▶ _AVAILABLE DATA_

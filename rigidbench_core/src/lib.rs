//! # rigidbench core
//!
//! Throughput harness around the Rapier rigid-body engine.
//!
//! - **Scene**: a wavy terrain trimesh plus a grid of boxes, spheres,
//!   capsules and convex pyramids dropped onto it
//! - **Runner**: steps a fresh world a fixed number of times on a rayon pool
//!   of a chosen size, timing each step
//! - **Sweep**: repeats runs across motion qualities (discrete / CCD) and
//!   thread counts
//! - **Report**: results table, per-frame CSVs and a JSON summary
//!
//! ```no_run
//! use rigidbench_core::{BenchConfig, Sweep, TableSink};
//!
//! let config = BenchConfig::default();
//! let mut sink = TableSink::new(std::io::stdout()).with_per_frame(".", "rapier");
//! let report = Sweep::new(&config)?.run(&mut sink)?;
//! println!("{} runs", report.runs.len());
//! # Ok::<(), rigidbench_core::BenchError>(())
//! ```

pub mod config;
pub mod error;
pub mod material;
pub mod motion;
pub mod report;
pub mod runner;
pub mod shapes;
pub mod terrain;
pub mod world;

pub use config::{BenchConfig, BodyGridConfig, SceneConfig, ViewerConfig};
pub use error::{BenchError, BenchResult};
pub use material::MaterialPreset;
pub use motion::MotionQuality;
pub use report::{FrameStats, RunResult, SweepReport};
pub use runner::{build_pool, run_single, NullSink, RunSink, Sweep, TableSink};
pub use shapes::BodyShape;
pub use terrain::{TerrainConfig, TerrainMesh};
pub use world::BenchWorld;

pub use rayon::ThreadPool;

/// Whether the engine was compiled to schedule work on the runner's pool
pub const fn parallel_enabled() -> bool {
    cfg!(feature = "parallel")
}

▶ _TASK OBJECTIVE_
For this task, print the records again exactly as they appear.

▶ _RESPONSE TO THIS TASK_
filename rigidbench_core/src/lib.rs
//! # rigidbench core
//!
//! Throughput harness around the Rapier rigid-body engine.
//!
//! - **Scene**: a wavy terrain trimesh plus a grid of boxes, spheres,
//!   capsules and convex pyramids dropped onto it
//! - **Runner**: steps a fresh world a fixed number of times on a rayon pool
//!   of a chosen size, timing each step
//! - **Sweep**: repeats runs across motion qualities (discrete / CCD) and
//!   thread counts
//! - **Report**: results table, per-frame CSVs and a JSON summary
//!
//! ```no_run
//! use rigidbench_core::{BenchConfig, Sweep, TableSink};
//!
//! let config = BenchConfig::default();
//! let mut sink = TableSink::new(std::io::stdout()).with_per_frame(".", "rapier");
//! let report = Sweep::new(&config)?.run(&mut sink)?;
//! println!("{} runs", report.runs.len());
//! # Ok::<(), rigidbench_core::BenchError>(())
//! ```

pub mod config;
pub mod error;
pub mod material;
pub mod motion;
pub mod report;
pub mod runner;
pub mod shapes;
pub mod terrain;
pub mod world;

pub use config::{BenchConfig, BodyGridConfig, SceneConfig, ViewerConfig};
pub use error::{BenchError, BenchResult};
pub use material::MaterialPreset;
pub use motion::MotionQuality;
pub use report::{FrameStats, RunResult, SweepReport};
pub use runner::{build_pool, run_single, NullSink, RunSink, Sweep, TableSink};
pub use shapes::BodyShape;
pub use terrain::{TerrainConfig, TerrainMesh};
pub use world::BenchWorld;

pub use rayon::ThreadPool;

/// Whether the engine was compiled to schedule work on the runner's pool
pub const fn parallel_enabled() -> bool {
    cfg!(feature = "parallel")
}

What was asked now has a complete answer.